EXERCISE DATA:

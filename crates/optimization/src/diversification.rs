//! Diversification scoring.
//!
//! The score blends a Herfindahl-based concentration score with a breadth
//! score counting distinct chains, categories and protocols.

use rust_decimal::Decimal;
use serde::{Deserialize, Serialize};
use std::collections::HashSet;
use yield_opt_domain::Allocation;
use yield_opt_domain::math::{HUNDRED, round_to, weight};

/// Bounds applied to the diversification score.
#[derive(Debug, Clone, Copy, PartialEq, Serialize, Deserialize)]
pub struct DiversificationConfig {
    pub min_score: Decimal,
    pub max_score: Decimal,
}

impl Default for DiversificationConfig {
    fn default() -> Self {
        Self {
            min_score: Decimal::ZERO,
            max_score: Decimal::TEN,
        }
    }
}

/// `(1 − Σ w²) × 10` where `w` is each allocation's weight.
///
/// Ten for an infinitely spread portfolio, zero for a single position holding
/// everything.
#[must_use]
pub fn concentration_score(allocations: &[Allocation]) -> Decimal {
    let herfindahl: Decimal = allocations
        .iter()
        .map(|a| {
            let w = weight(a.percentage);
            w * w
        })
        .sum();
    (Decimal::ONE - herfindahl) * Decimal::TEN
}

/// Mean of the distinct chain, category and protocol counts.
#[must_use]
pub fn diversity_score(allocations: &[Allocation]) -> Decimal {
    let chains: HashSet<&str> = allocations.iter().map(|a| a.opportunity.chain.as_str()).collect();
    let categories: HashSet<_> = allocations.iter().map(|a| a.opportunity.category).collect();
    let protocols: HashSet<&str> = allocations
        .iter()
        .map(|a| a.opportunity.protocol.as_str())
        .collect();

    Decimal::from(chains.len() + categories.len() + protocols.len()) / Decimal::from(3)
}

/// Average of the concentration and diversity scores, clamped to the
/// configured range. An empty portfolio scores the minimum.
#[must_use]
pub fn diversification_score(allocations: &[Allocation], config: &DiversificationConfig) -> Decimal {
    if allocations.is_empty() {
        return config.min_score;
    }
    let raw = (concentration_score(allocations) + diversity_score(allocations)) / Decimal::TWO;
    raw.clamp(config.min_score, config.max_score)
}

/// Diversification as a whole-number percentage of the configured maximum.
#[must_use]
pub fn diversification_ratio(score: Decimal, config: &DiversificationConfig) -> Decimal {
    if config.max_score.is_zero() {
        return Decimal::ZERO;
    }
    round_to(score / config.max_score * HUNDRED, 0)
}
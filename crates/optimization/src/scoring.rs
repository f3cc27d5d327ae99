//! Ranking of filtered opportunities.

use crate::objective::ScoringObjective;
use tracing::debug;
use yield_opt_domain::math::round_to;
use yield_opt_domain::{OptimizationRequest, ScoredOpportunity, YieldOpportunity};

/// Scores every opportunity and sorts them best first.
///
/// Scores are rounded to two decimals before sorting; the sort is stable, so
/// equal scores keep catalog order.
#[must_use]
pub fn score_opportunities(
    opportunities: Vec<YieldOpportunity>,
    request: &OptimizationRequest,
    objective: &dyn ScoringObjective,
) -> Vec<ScoredOpportunity> {
    let mut scored: Vec<ScoredOpportunity> = opportunities
        .into_iter()
        .map(|opp| {
            let score = round_to(objective.evaluate(&opp, request), 2);
            debug!(id = %opp.id, score = %score, "Scored opportunity");
            ScoredOpportunity {
                opportunity: opp,
                optimization_score: score,
            }
        })
        .collect();

    scored.sort_by(|a, b| b.optimization_score.cmp(&a.optimization_score));
    scored
}
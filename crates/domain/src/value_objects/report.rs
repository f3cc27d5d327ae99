//! Everything the optimizer returns alongside the portfolio.

use crate::enums::{Category, Priority, RecommendationKind};
use crate::value_objects::portfolio::OptimizedPortfolio;
use chrono::{DateTime, Utc};
use rust_decimal::Decimal;
use serde::{Deserialize, Serialize};

/// Advisory message derived from portfolio thresholds.
#[derive(Debug, Clone, PartialEq, Serialize, Deserialize)]
pub struct Recommendation {
    #[serde(rename = "type")]
    pub kind: RecommendationKind,
    pub title: String,
    pub message: String,
    pub priority: Priority,
}

#[derive(Debug, Clone, PartialEq, Serialize, Deserialize)]
pub struct ChainBreakdown {
    pub chain: String,
    pub percentage: Decimal,
    pub allocation: Decimal,
    /// Number of positions on the chain.
    pub protocols: usize,
}

#[derive(Debug, Clone, PartialEq, Serialize, Deserialize)]
pub struct CategoryBreakdown {
    pub category: Category,
    pub percentage: Decimal,
    pub allocation: Decimal,
    pub protocols: usize,
}

#[derive(Debug, Clone, Copy, PartialEq, Default, Serialize, Deserialize)]
pub struct RiskBucket {
    pub percentage: Decimal,
    pub protocols: usize,
}

/// Allocation share by risk band: low ≤ 4, medium ≤ 7, high > 7.
#[derive(Debug, Clone, Copy, PartialEq, Default, Serialize, Deserialize)]
pub struct RiskBreakdown {
    pub low: RiskBucket,
    pub medium: RiskBucket,
    pub high: RiskBucket,
}

#[derive(Debug, Clone, PartialEq, Serialize, Deserialize)]
#[serde(rename_all = "camelCase")]
pub struct PortfolioMetrics {
    pub expected_annual_yield: Decimal,
    pub risk_adjusted_return: Decimal,
    /// Diversification score as a percentage of its maximum.
    pub diversification_ratio: Decimal,
    pub efficiency_score: Decimal,
    pub breakdown_by_chain: Vec<ChainBreakdown>,
    pub breakdown_by_category: Vec<CategoryBreakdown>,
    pub breakdown_by_risk: RiskBreakdown,
}

/// Descriptive summary of an alternative opportunity set.
#[derive(Debug, Clone, PartialEq, Serialize, Deserialize)]
#[serde(rename_all = "camelCase")]
pub struct AlternativeStrategy {
    pub name: String,
    pub description: String,
    #[serde(rename = "estimatedAPY")]
    pub estimated_apy: Decimal,
    pub risk_score: Decimal,
    pub protocols: Vec<String>,
}

#[derive(Debug, Clone, PartialEq, Serialize, Deserialize)]
#[serde(rename_all = "camelCase")]
pub struct RiskAnalysis {
    pub correlation_risk: Decimal,
    pub liquidity_risk: Decimal,
    pub protocol_risk: Decimal,
    pub overall_risk: Decimal,
    pub risk_factors: Vec<String>,
}

#[derive(Debug, Clone, PartialEq, Serialize, Deserialize)]
#[serde(rename_all = "camelCase")]
pub struct BacktestPeriod {
    pub period: String,
    pub monthly_return: Decimal,
    pub cumulative_return: Decimal,
    /// Value of 100 units invested at the start.
    pub portfolio_value: Decimal,
}

/// Illustrative, randomized return series. Not a historical replay.
#[derive(Debug, Clone, PartialEq, Serialize, Deserialize)]
#[serde(rename_all = "camelCase")]
pub struct BacktestResults {
    pub total_return: Decimal,
    pub annualized_return: Decimal,
    pub max_drawdown: Decimal,
    pub sharpe_ratio: Decimal,
    pub results: Vec<BacktestPeriod>,
}

#[derive(Debug, Clone, PartialEq, Serialize, Deserialize)]
#[serde(rename_all = "camelCase")]
pub struct MonitoringPlan {
    pub frequency: String,
    pub key_metrics: Vec<String>,
    pub alerts: Vec<String>,
    pub high_risk_protocols: Vec<String>,
    pub rebalance_triggers: Vec<String>,
}

/// Complete optimizer output for one request.
#[derive(Debug, Clone, PartialEq, Serialize, Deserialize)]
#[serde(rename_all = "camelCase")]
pub struct OptimizationReport {
    pub portfolio: OptimizedPortfolio,
    pub recommendations: Vec<Recommendation>,
    pub metrics: PortfolioMetrics,
    pub alternative_strategies: Vec<AlternativeStrategy>,
    pub risk_analysis: RiskAnalysis,
    pub backtest_results: BacktestResults,
    pub monitoring_plan: MonitoringPlan,
    pub timestamp: DateTime<Utc>,
}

EXERCISE GOAL: Write the data out again in full. Match it word for word.

SOLUTION FOR THIS TASK:
filename crates/optimization/src/diversification.rs
//! Diversification scoring.
//!
//! The score blends a Herfindahl-based concentration score with a breadth
//! score counting distinct chains, categories and protocols.

use rust_decimal::Decimal;
use serde::{Deserialize, Serialize};
use std::collections::HashSet;
use yield_opt_domain::Allocation;
use yield_opt_domain::math::{HUNDRED, round_to, weight};

/// Bounds applied to the diversification score.
#[derive(Debug, Clone, Copy, PartialEq, Serialize, Deserialize)]
pub struct DiversificationConfig {
    pub min_score: Decimal,
    pub max_score: Decimal,
}

impl Default for DiversificationConfig {
    fn default() -> Self {
        Self {
            min_score: Decimal::ZERO,
            max_score: Decimal::TEN,
        }
    }
}

/// `(1 − Σ w²) × 10` where `w` is each allocation's weight.
///
/// Ten for an infinitely spread portfolio, zero for a single position holding
/// everything.
#[must_use]
pub fn concentration_score(allocations: &[Allocation]) -> Decimal {
    let herfindahl: Decimal = allocations
        .iter()
        .map(|a| {
            let w = weight(a.percentage);
            w * w
        })
        .sum();
    (Decimal::ONE - herfindahl) * Decimal::TEN
}

/// Mean of the distinct chain, category and protocol counts.
#[must_use]
pub fn diversity_score(allocations: &[Allocation]) -> Decimal {
    let chains: HashSet<&str> = allocations.iter().map(|a| a.opportunity.chain.as_str()).collect();
    let categories: HashSet<_> = allocations.iter().map(|a| a.opportunity.category).collect();
    let protocols: HashSet<&str> = allocations
        .iter()
        .map(|a| a.opportunity.protocol.as_str())
        .collect();

    Decimal::from(chains.len() + categories.len() + protocols.len()) / Decimal::from(3)
}

/// Average of the concentration and diversity scores, clamped to the
/// configured range. An empty portfolio scores the minimum.
#[must_use]
pub fn diversification_score(allocations: &[Allocation], config: &DiversificationConfig) -> Decimal {
    if allocations.is_empty() {
        return config.min_score;
    }
    let raw = (concentration_score(allocations) + diversity_score(allocations)) / Decimal::TWO;
    raw.clamp(config.min_score, config.max_score)
}

/// Diversification as a whole-number percentage of the configured maximum.
#[must_use]
pub fn diversification_ratio(score: Decimal, config: &DiversificationConfig) -> Decimal {
    if config.max_score.is_zero() {
        return Decimal::ZERO;
    }
    round_to(score / config.max_score * HUNDRED, 0)
}
filename crates/optimization/src/scoring.rs
repository f3cc27d5d327ae99
//! Ranking of filtered opportunities.

use crate::objective::ScoringObjective;
use tracing::debug;
use yield_opt_domain::math::round_to;
use yield_opt_domain::{OptimizationRequest, ScoredOpportunity, YieldOpportunity};

/// Scores every opportunity and sorts them best first.
///
/// Scores are rounded to two decimals before sorting; the sort is stable, so
/// equal scores keep catalog order.
#[must_use]
pub fn score_opportunities(
    opportunities: Vec<YieldOpportunity>,
    request: &OptimizationRequest,
    objective: &dyn ScoringObjective,
) -> Vec<ScoredOpportunity> {
    let mut scored: Vec<ScoredOpportunity> = opportunities
        .into_iter()
        .map(|opp| {
            let score = round_to(objective.evaluate(&opp, request), 2);
            debug!(id = %opp.id, score = %score, "Scored opportunity");
            ScoredOpportunity {
                opportunity: opp,
                optimization_score: score,
            }
        })
        .collect();

    scored.sort_by(|a, b| b.optimization_score.cmp(&a.optimization_score));
    scored
}
filename crates/domain/src/value_objects/report.rs
repository f3cc27d5d327ae99
//! Everything the optimizer returns alongside the portfolio.

use crate::enums::{Category, Priority, RecommendationKind};
use crate::value_objects::portfolio::OptimizedPortfolio;
use chrono::{DateTime, Utc};
use rust_decimal::Decimal;
use serde::{Deserialize, Serialize};

/// Advisory message derived from portfolio thresholds.
#[derive(Debug, Clone, PartialEq, Serialize, Deserialize)]
pub struct Recommendation {
    #[serde(rename = "type")]
    pub kind: RecommendationKind,
    pub title: String,
    pub message: String,
    pub priority: Priority,
}

#[derive(Debug, Clone, PartialEq, Serialize, Deserialize)]
pub struct ChainBreakdown {
    pub chain: String,
    pub percentage: Decimal,
    pub allocation: Decimal,
    /// Number of positions on the chain.
    pub protocols: usize,
}

#[derive(Debug, Clone, PartialEq, Serialize, Deserialize)]
pub struct CategoryBreakdown {
    pub category: Category,
    pub percentage: Decimal,
    pub allocation: Decimal,
    pub protocols: usize,
}

#[derive(Debug, Clone, Copy, PartialEq, Default, Serialize, Deserialize)]
pub struct RiskBucket {
    pub percentage: Decimal,
    pub protocols: usize,
}

/// Allocation share by risk band: low ≤ 4, medium ≤ 7, high > 7.
#[derive(Debug, Clone, Copy, PartialEq, Default, Serialize, Deserialize)]
pub struct RiskBreakdown {
    pub low: RiskBucket,
    pub medium: RiskBucket,
    pub high: RiskBucket,
}

#[derive(Debug, Clone, PartialEq, Serialize, Deserialize)]
#[serde(rename_all = "camelCase")]
pub struct PortfolioMetrics {
    pub expected_annual_yield: Decimal,
    pub risk_adjusted_return: Decimal,
    /// Diversification score as a percentage of its maximum.
    pub diversification_ratio: Decimal,
    pub efficiency_score: Decimal,
    pub breakdown_by_chain: Vec<ChainBreakdown>,
    pub breakdown_by_category: Vec<CategoryBreakdown>,
    pub breakdown_by_risk: RiskBreakdown,
}

/// Descriptive summary of an alternative opportunity set.
#[derive(Debug, Clone, PartialEq, Serialize, Deserialize)]
#[serde(rename_all = "camelCase")]
pub struct AlternativeStrategy {
    pub name: String,
    pub description: String,
    #[serde(rename = "estimatedAPY")]
    pub estimated_apy: Decimal,
    pub risk_score: Decimal,
    pub protocols: Vec<String>,
}

#[derive(Debug, Clone, PartialEq, Serialize, Deserialize)]
#[serde(rename_all = "camelCase")]
pub struct RiskAnalysis {
    pub correlation_risk: Decimal,
    pub liquidity_risk: Decimal,
    pub protocol_risk: Decimal,
    pub overall_risk: Decimal,
    pub risk_factors: Vec<String>,
}

#[derive(Debug, Clone, PartialEq, Serialize, Deserialize)]
#[serde(rename_all = "camelCase")]
pub struct BacktestPeriod {
    pub period: String,
    pub monthly_return: Decimal,
    pub cumulative_return: Decimal,
    /// Value of 100 units invested at the start.
    pub portfolio_value: Decimal,
}

/// Illustrative, randomized return series. Not a historical replay.
#[derive(Debug, Clone, PartialEq, Serialize, Deserialize)]
#[serde(rename_all = "camelCase")]
pub struct BacktestResults {
    pub total_return: Decimal,
    pub annualized_return: Decimal,
    pub max_drawdown: Decimal,
    pub sharpe_ratio: Decimal,
    pub results: Vec<BacktestPeriod>,
}

#[derive(Debug, Clone, PartialEq, Serialize, Deserialize)]
#[serde(rename_all = "camelCase")]
pub struct MonitoringPlan {
    pub frequency: String,
    pub key_metrics: Vec<String>,
    pub alerts: Vec<String>,
    pub high_risk_protocols: Vec<String>,
    pub rebalance_triggers: Vec<String>,
}

/// Complete optimizer output for one request.
#[derive(Debug, Clone, PartialEq, Serialize, Deserialize)]
#[serde(rename_all = "camelCase")]
pub struct OptimizationReport {
    pub portfolio: OptimizedPortfolio,
    pub recommendations: Vec<Recommendation>,
    pub metrics: PortfolioMetrics,
    pub alternative_strategies: Vec<AlternativeStrategy>,
    pub risk_analysis: RiskAnalysis,
    pub backtest_results: BacktestResults,
    pub monitoring_plan: MonitoringPlan,
    pub timestamp: DateTime<Utc>,
}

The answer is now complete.